[[ Data section open ]]
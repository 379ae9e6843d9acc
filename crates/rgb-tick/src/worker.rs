//! Ephemeral worker threads for async tasks

use std::fmt;
use std::sync::Arc;
use std::thread::Thread;
use std::time::{Duration, Instant};

use crate::task::{Owner, Task, TaskId};

/// A thread executing one invocation of an async task
///
/// Created by the owning [`TaskManager`](crate::TaskManager) when the task is
/// due, removed again once the body returns.
pub struct Worker {
    task: Arc<Task>,
    thread: Thread,
    started: Instant,
}

impl Worker {
    pub fn new(task: Arc<Task>, thread: Thread) -> Self {
        Self {
            task,
            thread,
            started: Instant::now(),
        }
    }

    #[inline]
    #[must_use]
    pub const fn task(&self) -> &Arc<Task> {
        &self.task
    }

    /// Best-effort interrupt: flags the task and unparks the thread
    pub fn interrupt(&self) {
        self.task.interrupt();
        self.thread.unpark();
    }

    #[must_use]
    pub fn info(&self) -> WorkerInfo {
        WorkerInfo {
            task: self.task.id(),
            owner: self.task.owner().clone(),
            thread: self.thread.name().unwrap_or("<unnamed>").to_string(),
            running_for: self.started.elapsed(),
        }
    }
}

impl fmt::Debug for Worker {
    fn fmt(&self, f: &mut fmt::Formatter<'_>) -> fmt::Result {
        f.debug_struct("Worker")
            .field("task", &self.task.id())
            .field("thread", &self.thread.name())
            .field("running_for", &self.started.elapsed())
            .finish()
    }
}

/// Snapshot of an in-flight worker
#[derive(Debug, Clone, PartialEq, Eq)]
pub struct WorkerInfo {
    pub task: TaskId,
    pub owner: Owner,
    pub thread: String,
    pub running_for: Duration,
}

impl fmt::Display for WorkerInfo {
    fn fmt(&self, f: &mut fmt::Formatter<'_>) -> fmt::Result {
        write!(
            f,
            "{} (owner {}) on {} for {}ms",
            self.task,
            self.owner,
            self.thread,
            self.running_for.as_millis()
        )
    }
}
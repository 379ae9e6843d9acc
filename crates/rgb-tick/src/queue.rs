//! Time-ordered ready queue

use std::cmp::Reverse;
use std::collections::BinaryHeap;
use std::fmt;
use std::sync::Arc;

use hashbrown::HashMap;

use crate::task::{Task, TaskId};

/// Min-heap of tasks keyed by `(next_call_time, id)`
///
/// Removal is lazy: cancelled tasks leave their heap entry behind and are
/// skipped when popped. Once stale entries outnumber live ones the heap is
/// rebuilt from the live set.
#[derive(Default)]
pub struct TaskQueue {
    heap: BinaryHeap<Reverse<(u64, TaskId)>>,
    tasks: HashMap<TaskId, Arc<Task>>,
}

impl TaskQueue {
    #[must_use]
    pub fn new() -> Self {
        Self::default()
    }

    /// Queue a task at its current call time. Returns `false` if it is dead.
    ///
    /// # Panics
    ///
    /// Panics if the task is already queued.
    pub fn push(&mut self, task: Arc<Task>) -> bool {
        if !task.mark_queued() {
            return false;
        }
        self.heap.push(Reverse((task.next_call_time(), task.id())));
        self.tasks.insert(task.id(), task);
        true
    }

    /// Pop the earliest task due at or before `now`
    pub fn pop_due(&mut self, now: u64) -> Option<Arc<Task>> {
        while let Some(&Reverse((time, id))) = self.heap.peek() {
            if time > now {
                return None;
            }
            self.heap.pop();
            let Some(task) = self.tasks.remove(&id) else {
                continue;
            };
            if task.mark_unqueued() {
                return Some(task);
            }
        }
        None
    }

    /// Drop a task from the queue; its heap entry is skipped later
    pub fn remove(&mut self, id: TaskId) -> Option<Arc<Task>> {
        let task = self.tasks.remove(&id)?;
        task.mark_unqueued();
        self.compact();
        Some(task)
    }

    fn compact(&mut self) {
        if self.heap.len() <= 2 * self.tasks.len() + 1 {
            return;
        }
        self.heap = self
            .tasks
            .values()
            .map(|task| Reverse((task.next_call_time(), task.id())))
            .collect();
    }

    #[must_use]
    pub fn contains(&self, id: TaskId) -> bool {
        self.tasks.contains_key(&id)
    }

    /// Queued, still-alive tasks in call order
    #[must_use]
    pub fn pending(&self) -> Vec<Arc<Task>> {
        let mut pending: Vec<_> = self.tasks.values().filter(|t| t.is_alive()).cloned().collect();
        pending.sort_by_key(|t| (t.next_call_time(), t.id()));
        pending
    }

    /// Earliest call time still in the heap
    #[must_use]
    pub fn next_due(&self) -> Option<u64> {
        self.heap.peek().map(|Reverse((time, _))| *time)
    }

    #[must_use]
    pub fn len(&self) -> usize {
        self.tasks.len()
    }

    #[must_use]
    pub fn is_empty(&self) -> bool {
        self.tasks.is_empty()
    }

}

impl fmt::Debug for TaskQueue {
    fn fmt(&self, f: &mut fmt::Formatter<'_>) -> fmt::Result {
        f.debug_struct("TaskQueue")
            .field("len", &self.tasks.len())
            .field("heap_entries", &self.heap.len())
            .field("next_due", &self.next_due())
            .finish()
    }
}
[[ Data section closed ]]
• _What you need to do_
Your answer should consist of the lines from the line with "pub struct WorkerInfo" to the line with "Pop the earliest" above, repeated exactly, both ends included.

• _Output of the exercise_
pub struct WorkerInfo {
    pub task: TaskId,
    pub owner: Owner,
    pub thread: String,
    pub running_for: Duration,
}

impl fmt::Display for WorkerInfo {
    fn fmt(&self, f: &mut fmt::Formatter<'_>) -> fmt::Result {
        write!(
            f,
            "{} (owner {}) on {} for {}ms",
            self.task,
            self.owner,
            self.thread,
            self.running_for.as_millis()
        )
    }
}
repository 379ae9e6843d9acc
filename crates/rgb-tick/src/queue.rs
//! Time-ordered ready queue

use std::cmp::Reverse;
use std::collections::BinaryHeap;
use std::fmt;
use std::sync::Arc;

use hashbrown::HashMap;

use crate::task::{Task, TaskId};

/// Min-heap of tasks keyed by `(next_call_time, id)`
///
/// Removal is lazy: cancelled tasks leave their heap entry behind and are
/// skipped when popped. Once stale entries outnumber live ones the heap is
/// rebuilt from the live set.
#[derive(Default)]
pub struct TaskQueue {
    heap: BinaryHeap<Reverse<(u64, TaskId)>>,
    tasks: HashMap<TaskId, Arc<Task>>,
}

impl TaskQueue {
    #[must_use]
    pub fn new() -> Self {
        Self::default()
    }

    /// Queue a task at its current call time. Returns `false` if it is dead.
    ///
    /// # Panics
    ///
    /// Panics if the task is already queued.
    pub fn push(&mut self, task: Arc<Task>) -> bool {
        if !task.mark_queued() {
            return false;
        }
        self.heap.push(Reverse((task.next_call_time(), task.id())));
        self.tasks.insert(task.id(), task);
        true
    }

    /// Pop the earliest task due at or before `now`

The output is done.